Monicelli passa parte della sua infanzia a Roma, dove frequenta le scuole elementari. Torna a Viareggio dove frequenta le medie, il ginnasio e due anni di liceo; si trasferisce quindi a Milano dove finisce la terza liceo ed inizia gli studi universitari. A Milano Monicelli frequenta Riccardo Freda, Remo Cantoni, Alberto Lattuada, Alberto Mondadori e Vittorio Sereni; insieme fondarono, con l'appoggio dell'editore Mondadori, il giornale "Camminare", in cui Monicelli si occupava di critica cinematografica. Monicelli racconta che nelle sue critiche si accaniva molto sui film italiani, piuttosto che esaltare i film americani e francesi che amava molto; egli ha affermato che forse lo faceva per un velato antifascismo. "Camminare" non durò molto poiché il ministero della Cultura Popolare lo soppresse perché considerato di sinistra.
A Milano frequenta la trattoria Fratelli Menghi punto d'incontro per pittori, poeti, ma soprattutto giovani registi e sceneggiatori come, Ugo Pirro, Franco Solinas e Giuseppe De Santis. Ritorna a Viareggio e finisce gli studi universitari a Pisa, nella facoltà di Lettere e filosofia. Interessato al cinema, Monicelli rimandò continuamente il momento di laurearsi fino alla chiamata alle armi, appena dopo la quale fu laureato poiché come lo stesso Monicelli afferma "bastava presentarsi alla laurea vestiti da militari e non occorreva né tesi né altro [...] Così è stata la mia laurea, non so nemmeno se è valida".
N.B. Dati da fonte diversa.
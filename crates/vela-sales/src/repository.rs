//! # Storage Contracts
//!
//! Trait contracts for the two storage collaborators, plus in-memory
//! implementations for tests and lightweight embedding.
//!
//! ## Contract Shape
//! ```text
//! ┌─────────────────────────────────────────────────────────────────────────┐
//! │  SaleRepository                                                         │
//! │  ├── get_by_id             header only, items left empty                │
//! │  ├── get_by_id_with_items  full aggregate                               │
//! │  ├── add                   insert, Conflict when the id exists          │
//! │  └── save                  write back a previously loaded aggregate     │
//! │                                                                         │
//! │  ProductCatalog                                                         │
//! │  └── current_price         price lookup; None when the product is      │
//! │                            unknown (absence is data, not an error)      │
//! └─────────────────────────────────────────────────────────────────────────┘
//! ```

use std::collections::HashMap;

use async_trait::async_trait;
use thiserror::Error;
use tokio::sync::RwLock;

use vela_core::Money;

use crate::sale::Sale;

/// Storage collaborator failures.
///
/// Infrastructure errors only; "not found" is expressed as `Option` on the
/// lookup methods because absence is a normal answer, not a failure.
#[derive(Debug, Error)]
pub enum RepositoryError {
    /// Insert collided with an existing entity.
    #[error("{entity} already exists: {id}")]
    Conflict { entity: &'static str, id: String },

    /// Backend failure (connection lost, constraint violation, ...).
    #[error("storage error: {0}")]
    Storage(String),
}

// =============================================================================
// Contracts
// =============================================================================

/// Persistence contract for the sale aggregate.
#[async_trait]
pub trait SaleRepository: Send + Sync {
    /// Loads the sale header without its items. Cheap existence and totals
    /// check for callers that do not need the lines.
    async fn get_by_id(&self, id: &str) -> Result<Option<Sale>, RepositoryError>;

    /// Loads the full aggregate including every item, cancelled or not.
    async fn get_by_id_with_items(&self, id: &str) -> Result<Option<Sale>, RepositoryError>;

    /// Inserts a new sale.
    async fn add(&self, sale: &Sale) -> Result<(), RepositoryError>;

    /// Writes back a previously loaded aggregate.
    async fn save(&self, sale: &Sale) -> Result<(), RepositoryError>;
}

/// Price lookup for the product catalog.
///
/// The sale stores a snapshot of this price at add/update time; the catalog
/// is never consulted again for persisted lines.
#[async_trait]
pub trait ProductCatalog: Send + Sync {
    async fn current_price(&self, product_id: &str) -> Result<Option<Money>, RepositoryError>;
}

#[async_trait]
impl<T: SaleRepository + ?Sized> SaleRepository for std::sync::Arc<T> {
    async fn get_by_id(&self, id: &str) -> Result<Option<Sale>, RepositoryError> {
        (**self).get_by_id(id).await
    }

    async fn get_by_id_with_items(&self, id: &str) -> Result<Option<Sale>, RepositoryError> {
        (**self).get_by_id_with_items(id).await
    }

    async fn add(&self, sale: &Sale) -> Result<(), RepositoryError> {
        (**self).add(sale).await
    }

    async fn save(&self, sale: &Sale) -> Result<(), RepositoryError> {
        (**self).save(sale).await
    }
}

#[async_trait]
impl<T: ProductCatalog + ?Sized> ProductCatalog for std::sync::Arc<T> {
    async fn current_price(&self, product_id: &str) -> Result<Option<Money>, RepositoryError> {
        (**self).current_price(product_id).await
    }
}

// =============================================================================
// In-Memory Implementations
// =============================================================================

/// HashMap-backed repository. Used by the test suites and by embedders that
/// want the engine without a database.
#[derive(Debug, Default)]
pub struct InMemorySaleRepository {
    sales: RwLock<HashMap<String, Sale>>,
}

impl InMemorySaleRepository {
    pub fn new() -> Self {
        InMemorySaleRepository::default()
    }

    /// Number of stored sales.
    pub async fn len(&self) -> usize {
        self.sales.read().await.len()
    }

    pub async fn is_empty(&self) -> bool {
        self.sales.read().await.is_empty()
    }
}

#[async_trait]
impl SaleRepository for InMemorySaleRepository {
    async fn get_by_id(&self, id: &str) -> Result<Option<Sale>, RepositoryError> {
        let sales = self.sales.read().await;
        Ok(sales.get(id).map(|sale| {
            let mut header = sale.clone();
            header.items.clear();
            header
        }))
    }

    async fn get_by_id_with_items(&self, id: &str) -> Result<Option<Sale>, RepositoryError> {
        let sales = self.sales.read().await;
        Ok(sales.get(id).cloned())
    }

    async fn add(&self, sale: &Sale) -> Result<(), RepositoryError> {
        let mut sales = self.sales.write().await;
        if sales.contains_key(sale.id()) {
            return Err(RepositoryError::Conflict {
                entity: "Sale",
                id: sale.id().to_string(),
            });
        }
        sales.insert(sale.id().to_string(), sale.clone());
        Ok(())
    }

    async fn save(&self, sale: &Sale) -> Result<(), RepositoryError> {
        let mut sales = self.sales.write().await;
        sales.insert(sale.id().to_string(), sale.clone());
        Ok(())
    }
}

/// HashMap-backed catalog with fixed prices.
#[derive(Debug, Default)]
pub struct InMemoryCatalog {
    prices: RwLock<HashMap<String, Money>>,
}

impl InMemoryCatalog {
    pub fn new() -> Self {
        InMemoryCatalog::default()
    }

    /// Sets (or replaces) the price for a product.
    pub async fn set_price(&self, product_id: impl Into<String>, price: Money) {
        self.prices.write().await.insert(product_id.into(), price);
    }
}

#[async_trait]
impl ProductCatalog for InMemoryCatalog {
    async fn current_price(&self, product_id: &str) -> Result<Option<Money>, RepositoryError> {
        Ok(self.prices.read().await.get(product_id).copied())
    }
}

// =============================================================================
// Unit Tests
// =============================================================================

#[cfg(test)]
mod tests {
    use super::*;
    use chrono::Utc;

    fn sample_sale() -> Sale {
        let mut sale = Sale::new(
            "20260825-0001",
            "550e8400-e29b-41d4-a716-446655440000",
            "550e8400-e29b-41d4-a716-446655440001",
            Utc::now(),
        );
        sale.add_item(
            "550e8400-e29b-41d4-a716-446655440002",
            5,
            Money::from_cents(10_000),
        )
        .unwrap();
        sale
    }

    #[tokio::test]
    async fn test_add_then_load() {
        let repo = InMemorySaleRepository::new();
        let sale = sample_sale();
        repo.add(&sale).await.unwrap();

        let loaded = repo.get_by_id_with_items(sale.id()).await.unwrap().unwrap();
        assert_eq!(loaded, sale);
        assert_eq!(repo.len().await, 1);
    }

    #[tokio::test]
    async fn test_get_by_id_omits_items() {
        let repo = InMemorySaleRepository::new();
        let sale = sample_sale();
        repo.add(&sale).await.unwrap();

        let header = repo.get_by_id(sale.id()).await.unwrap().unwrap();
        assert!(header.items().is_empty());
        // Totals still present on the header
        assert_eq!(header.total_amount().cents(), 45_000);
    }

    #[tokio::test]
    async fn test_add_twice_conflicts() {
        let repo = InMemorySaleRepository::new();
        let sale = sample_sale();
        repo.add(&sale).await.unwrap();

        let err = repo.add(&sale).await.unwrap_err();
        assert!(matches!(err, RepositoryError::Conflict { .. }));
    }

    #[tokio::test]
    async fn test_save_overwrites() {
        let repo = InMemorySaleRepository::new();
        let mut sale = sample_sale();
        repo.add(&sale).await.unwrap();

        sale.cancel();
        repo.save(&sale).await.unwrap();

        let loaded = repo.get_by_id_with_items(sale.id()).await.unwrap().unwrap();
        assert!(loaded.is_cancelled());
    }

    #[tokio::test]
    async fn test_missing_sale_is_none() {
        let repo = InMemorySaleRepository::new();
        assert!(repo.get_by_id("missing").await.unwrap().is_none());
        assert!(repo
            .get_by_id_with_items("missing")
            .await
            .unwrap()
            .is_none());
    }

    #[tokio::test]
    async fn test_catalog_lookup() {
        let catalog = InMemoryCatalog::new();
        catalog.set_price("prod-1", Money::from_cents(10_000)).await;

        assert_eq!(
            catalog.current_price("prod-1").await.unwrap(),
            Some(Money::from_cents(10_000))
        );
        assert_eq!(catalog.current_price("prod-2").await.unwrap(), None);
    }
}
Nel 1934, Monicelli gira il suo "primo esperimento cinematografico", ovvero il cortometraggio Cuore rivelatore, ispirato all'omonima opera di Edgar Allan Poe. Lo gira insieme ad Alberto Mondadori ed Alberto Lattuada, con quest'ultimo in ruolo di scenografo poiché allora studente di architettura. I tre lo inviarono ai Littoriali sperando invano che venisse poi proiettato nei Cineguf; il film venne bollato come esempio di "cinema paranoico". L'anno seguente Monicelli gira il suo primo lungometraggio, I ragazzi della via Paal. Il film fu inviato a Venezia alla Mostra per i film a passo ridotto, parallela alla Mostra Internazionale d'Arte Cinematografica; I ragazzi della via Paal fece guadagnare ai suoi realizzatori il primo premio e l'opportunità di lavorare nella produzione di un film professionale. Monicelli quindi poté saltare le varie fasi di formazione professionale e fu inviato a lavorare come "ciacchista" nella produzione del film di Gustav Machatý "Ballerine", che si svolse a Tirrenia. Si accosta al mondo del cinema grazie all'amicizia con Giacomo Forzano, figlio del commediografo Giovacchino Forzano (...). Subito dopo Ballerine, Monicelli trovò lavoro sempre come assistente nel film di Augusto Genina "Squadrone bianco"; svolgerà il medesimo ruolo di assistente in vari film, tra cui "I fratelli Castiglioni" di Corrado D'Errico; durante la produzione de I fratelli Castiglioni conosce Giacomo Gentilomo, con cui gira due film, "La granduchessa si diverte" e "Cortocircuito", nei quali svolge ufficialmente per la prima volta l'incarico di aiuto-regista ed anche di co-sceneggiatore.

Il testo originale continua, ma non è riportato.